Studies of concentration and temperature dependencies of precipitation kinetics in iron-copper alloys using kinetic monte carlo and stochastic statistical simulations

TL;DR

This study compares kinetic Monte Carlo and stochastic statistical methods to simulate precipitation kinetics in iron-copper alloys, revealing their agreement and extending simulation times to better match experimental data.

Contribution

It introduces an improved stochastic statistical method that, combined with kinetic Monte Carlo, accurately models precipitation kinetics over extended timescales in Fe-Cu alloys.

Findings

SSM agrees well with KMCM in describing precipitation kinetics.

Simulations align with experimental data within statistical errors.

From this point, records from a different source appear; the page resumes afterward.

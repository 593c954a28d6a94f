use std::path::{Path, PathBuf};
use std::time::Duration;

use muster::collect::collector::{Record, KIND_DNS_DOMAIN, KIND_DNS_RECORD};
use muster::store::{Status, Store, StoreError};
use tempfile::TempDir;

fn temp_store() -> (TempDir, PathBuf, Store) {
    let dir = TempDir::new().unwrap();
    let path = dir.path().join("inventory.db");
    let store = Store::open(path.to_str().unwrap()).unwrap();
    (dir, path, store)
}

fn vm(source: &str, id: &str) -> Record {
    Record {
        source: source.to_string(),
        kind: "vm".to_string(),
        id: Some(id.to_string()),
        name: Some(format!("vm-{id}")),
        cluster: Some("zone-a".to_string()),
        project: Some("prod".to_string()),
        cpus: Some(2),
        memory: Some(4096),
        status: Some("running".to_string()),
        is_on: Some(1),
        ..Record::default()
    }
}

fn dns_record(source: &str, name: &str, attributes: &str) -> Record {
    Record {
        source: source.to_string(),
        kind: KIND_DNS_RECORD.to_string(),
        name: Some(name.to_string()),
        attributes: Some(attributes.to_string()),
        ..Record::default()
    }
}

/// Shift every status-log timestamp into the past, as if the snapshots had
/// been committed `days` ago.
fn backdate(path: &Path, days: i64) {
    let conn = rusqlite::Connection::open(path).unwrap();
    conn.execute(
        "UPDATE inv_source SET ts = ts - ?1",
        rusqlite::params![days * 86_400],
    )
    .unwrap();
}

fn table_count(path: &Path, table: &str) -> i64 {
    let conn = rusqlite::Connection::open(path).unwrap();
    conn.query_row(&format!("SELECT COUNT(*) FROM {table}"), [], |row| {
        row.get(0)
    })
    .unwrap()
}

#[test]
fn fresh_source_starts_at_version_one() {
    let (_dir, _path, mut store) = temp_store();

    assert_eq!(store.next_version("aws1").unwrap(), 1);

    store.save(&[vm("aws1", "i-1")], None).unwrap();
    assert_eq!(store.next_version("aws1").unwrap(), 2);

    store.save(&[vm("aws1", "i-1")], None).unwrap();
    assert_eq!(store.next_version("aws1").unwrap(), 3);
}

#[test]
fn sources_version_independently() {
    let (_dir, _path, mut store) = temp_store();

    store.save(&[vm("aws1", "i-1")], None).unwrap();
    store.save(&[vm("aws1", "i-1")], None).unwrap();
    store.save(&[vm("gcp1", "inst-1")], None).unwrap();

    let versions = store.current_versions().unwrap();
    assert_eq!(versions.get("aws1"), Some(&2));
    assert_eq!(versions.get("gcp1"), Some(&1));
    assert_eq!(versions.get("azure1"), None);
}

#[test]
fn two_source_batch_commits_both_at_version_one() {
    let (_dir, _path, mut store) = temp_store();

    let records = vec![vm("a", "i-1"), vm("a", "i-2"), vm("b", "i-3")];
    let commits = store
        .save(&records, Some(Duration::from_secs(7)))
        .unwrap();

    assert_eq!(commits.len(), 2);
    assert_eq!(commits[0].source, "a");
    assert_eq!(commits[0].version, 1);
    assert_eq!(commits[0].entries, 2);
    assert_eq!(commits[1].source, "b");
    assert_eq!(commits[1].version, 1);
    assert_eq!(commits[1].entries, 1);

    // data rows stamped with the matching version
    assert_eq!(store.records("a", 1).unwrap().len(), 2);
    assert_eq!(store.records("b", 1).unwrap().len(), 1);

    // one OK status row per contributing source, runtime carried through
    let entries = store.status_entries(None, None).unwrap();
    assert_eq!(entries.len(), 2);
    for entry in entries {
        assert_eq!(entry.status, Status::Ok);
        assert_eq!(entry.runtime, Some(7));
        assert!(entry.error.is_none());
    }
}

#[test]
fn empty_batch_rejected_and_writes_nothing() {
    let (_dir, path, mut store) = temp_store();

    assert!(matches!(
        store.save(&[], None),
        Err(StoreError::EmptyBatch)
    ));

    assert!(store.status_entries(None, None).unwrap().is_empty());
    assert_eq!(table_count(&path, "inv_inventory"), 0);
}

#[test]
fn duplicate_identity_rolls_back_the_whole_batch() {
    let (_dir, path, mut store) = temp_store();

    // identical (version, source, type, name, cluster, project, id)
    let records = vec![vm("aws1", "i-1"), vm("aws1", "i-1")];
    let err = store.save(&records, None).unwrap_err();

    match err {
        StoreError::Constraint { source, version } => {
            assert_eq!(source, "aws1");
            assert_eq!(version, 1);
        }
        other => panic!("expected Constraint error, got {other:?}"),
    }

    // atomicity: no rows from the failed batch in any table
    assert!(store.status_entries(None, None).unwrap().is_empty());
    assert_eq!(table_count(&path, "inv_inventory"), 0);
    assert_eq!(store.next_version("aws1").unwrap(), 1);
}

#[test]
fn failure_path_advances_version_without_data() {
    let (_dir, _path, mut store) = temp_store();

    let version = store
        .log_status("aws1", Status::Fail, None, Some("auth failed"))
        .unwrap();
    assert_eq!(version, 1);

    let entries = store.status_entries(Some("aws1"), None).unwrap();
    assert_eq!(entries.len(), 1);
    assert_eq!(entries[0].status, Status::Fail);
    assert_eq!(entries[0].error.as_deref(), Some("auth failed"));
    assert_eq!(entries[0].entries, None);

    // no data rows exist for the failed version
    assert!(store.records("aws1", 1).unwrap().is_empty());
    assert_eq!(store.latest_ok_version("aws1").unwrap(), None);

    // a subsequent successful save allocates the next version
    let commits = store.save(&[vm("aws1", "i-1")], None).unwrap();
    assert_eq!(commits[0].version, 2);
    assert_eq!(store.latest_ok_version("aws1").unwrap(), Some(2));
}

#[test]
fn dns_attributes_merge_into_columns() {
    let (_dir, _path, mut store) = temp_store();

    let record = dns_record(
        "dns1",
        "www.example.com",
        r#"{"ttl": "300", "record_type": "A", "domain": "example.com", "data": "203.0.113.9"}"#,
    );

    let domain = Record {
        source: "dns1".to_string(),
        kind: KIND_DNS_DOMAIN.to_string(),
        name: Some("example.com".to_string()),
        attributes: Some(r#"{"domain": "example.com", "domain_type": "public", "ttl": "3600"}"#.to_string()),
        ..Record::default()
    };

    store.save(&[record, domain], None).unwrap();

    let rows = store.dns_records("dns1", 1).unwrap();
    assert_eq!(rows.len(), 1);
    assert_eq!(rows[0].name.as_deref(), Some("www.example.com"));
    assert_eq!(rows[0].ttl.as_deref(), Some("300"));
    assert_eq!(rows[0].record_type.as_deref(), Some("A"));
    assert_eq!(rows[0].domain.as_deref(), Some("example.com"));
    assert_eq!(rows[0].data.as_deref(), Some("203.0.113.9"));
    // the payload itself is stored once, untouched
    assert!(rows[0].attributes.as_deref().unwrap().contains("\"ttl\""));

    let domains = store.dns_domains("dns1", 1).unwrap();
    assert_eq!(domains.len(), 1);
    assert_eq!(domains[0].domain.as_deref(), Some("example.com"));
    assert_eq!(domains[0].domain_type.as_deref(), Some("public"));
    assert_eq!(domains[0].ttl.as_deref(), Some("3600"));
}

#[test]
fn malformed_dns_attributes_fail_the_batch_atomically() {
    let (_dir, path, mut store) = temp_store();

    let records = vec![
        vm("mixed", "i-1"),
        dns_record("mixed", "bad.example.com", "not json"),
    ];

    let err = store.save(&records, None).unwrap_err();
    assert!(matches!(err, StoreError::Serialization { .. }));

    // the healthy record in the same batch must not survive
    assert!(store.status_entries(None, None).unwrap().is_empty());
    assert_eq!(table_count(&path, "inv_inventory"), 0);
    assert_eq!(table_count(&path, "inv_dns_record"), 0);
}

#[test]
fn prune_removes_expired_snapshot_from_all_four_tables() {
    let (_dir, path, mut store) = temp_store();

    let records = vec![
        vm("mix", "i-1"),
        dns_record(
            "mix",
            "www.example.com",
            r#"{"ttl": "300", "record_type": "A", "domain": "example.com"}"#,
        ),
        Record {
            source: "mix".to_string(),
            kind: KIND_DNS_DOMAIN.to_string(),
            name: Some("example.com".to_string()),
            ..Record::default()
        },
    ];
    store.save(&records, None).unwrap();

    // yesterday's snapshot, threshold zero days
    backdate(&path, 1);
    let result = store.prune(0).unwrap();

    assert_eq!(result.snapshots, vec![("mix".to_string(), 1)]);
    assert_eq!(result.rows, 4);

    // zero orphaned rows anywhere
    for table in ["inv_source", "inv_inventory", "inv_dns_record", "inv_dns_domain"] {
        assert_eq!(table_count(&path, table), 0, "orphans left in {table}");
    }

    // idempotent: a second run finds nothing
    let again = store.prune(0).unwrap();
    assert!(again.snapshots.is_empty());
    assert_eq!(again.rows, 0);
}

#[test]
fn prune_spares_snapshots_newer_than_threshold() {
    let (_dir, path, mut store) = temp_store();

    store.save(&[vm("aws1", "i-1")], None).unwrap();
    backdate(&path, 3);
    store.save(&[vm("aws1", "i-2")], None).unwrap();

    let result = store.prune(1).unwrap();
    assert_eq!(result.snapshots, vec![("aws1".to_string(), 1)]);

    // the fresh snapshot is untouched
    assert_eq!(store.records("aws1", 2).unwrap().len(), 1);
    assert_eq!(store.next_version("aws1").unwrap(), 3);
}

#[test]
fn prune_with_threshold_older_than_everything_is_a_noop() {
    let (_dir, path, mut store) = temp_store();

    store.save(&[vm("aws1", "i-1")], None).unwrap();
    backdate(&path, 2);

    let result = store.prune(30).unwrap();
    assert!(result.snapshots.is_empty());
    assert_eq!(result.rows, 0);
    assert_eq!(table_count(&path, "inv_source"), 1);
    assert_eq!(table_count(&path, "inv_inventory"), 1);
}

#[test]
fn expired_is_a_read_only_preview() {
    let (_dir, path, mut store) = temp_store();

    store.save(&[vm("aws1", "i-1")], None).unwrap();
    backdate(&path, 5);

    let pairs = store.expired(1).unwrap();
    assert_eq!(pairs, vec![("aws1".to_string(), 1)]);

    // nothing deleted by the preview
    assert_eq!(table_count(&path, "inv_source"), 1);
    assert_eq!(table_count(&path, "inv_inventory"), 1);
}

#[test]
fn schema_creation_is_idempotent_across_reopens() {
    let (_dir, path, mut store) = temp_store();

    store.save(&[vm("aws1", "i-1")], None).unwrap();
    store.close().unwrap();

    // reopening must not disturb existing data
    let store = Store::open(path.to_str().unwrap()).unwrap();
    assert_eq!(store.next_version("aws1").unwrap(), 2);
    assert_eq!(store.records("aws1", 1).unwrap().len(), 1);
}

#[test]
fn saved_records_round_trip_through_queries() {
    let (_dir, _path, mut store) = temp_store();

    let mut record = vm("aws1", "i-1");
    record.tags = Some(serde_json::json!({"env": "prod", "team": "infra"}));
    record.networks = Some(serde_json::json!([{"ip": "10.0.0.5"}]));

    store.save(&[record], None).unwrap();

    let loaded = store.records("aws1", 1).unwrap();
    assert_eq!(loaded.len(), 1);
    assert_eq!(loaded[0].kind, "vm");
    assert_eq!(loaded[0].name.as_deref(), Some("vm-i-1"));
    assert_eq!(loaded[0].cpus, Some(2));
    assert_eq!(loaded[0].tags.as_ref().unwrap()["env"], "prod");
    assert_eq!(loaded[0].networks.as_ref().unwrap()[0]["ip"], "10.0.0.5");
}

#[test]
fn racing_writer_on_same_source_collides_on_unique_constraint() {
    let (_dir, path, mut store) = temp_store();

    store.save(&[vm("aws1", "i-1")], None).unwrap();

    // second writer that allocated the same version out of band
    let conn = rusqlite::Connection::open(&path).unwrap();
    let dup = conn.execute(
        "INSERT INTO inv_source (ts, source, version, status) VALUES (0, 'aws1', 1, 'OK')",
        [],
    );
    assert!(dup.is_err());
}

Alloying elements influence precipitation stages in Fe-Cu alloys.

Abstract

The earlier-developed ab initio model and the kinetic Monte Carlo method (KMCM) are used to simulate precipitation in a number of iron-copper alloys with different copper concentrations x and temperatures T. The same simulations are also made using the improved version of the earlier-suggested stochastic statistical method (SSM). The results obtained enable us to make a number of general conclusions about the dependencies of the decomposition kinetics in Fe-Cu alloys on x and T. We also show that the SSM describes the precipitation kinetics in a fair agreement with the KMCM, and employing the SSM in conjunction with the KMCM enables us to extend the KMC simulations to the longer evolution times. The results of simulations seem to agree with available experimental data for Fe-Cu alloys within statistical errors of simulations and the scatter of experimental results. Comparison of results of simulations to experiments for some multicomponent Fe-Cu-based alloys enables us to make certain conclusions about the influence of alloying elements in these alloys on the precipitation kinetics at different stages of evolution.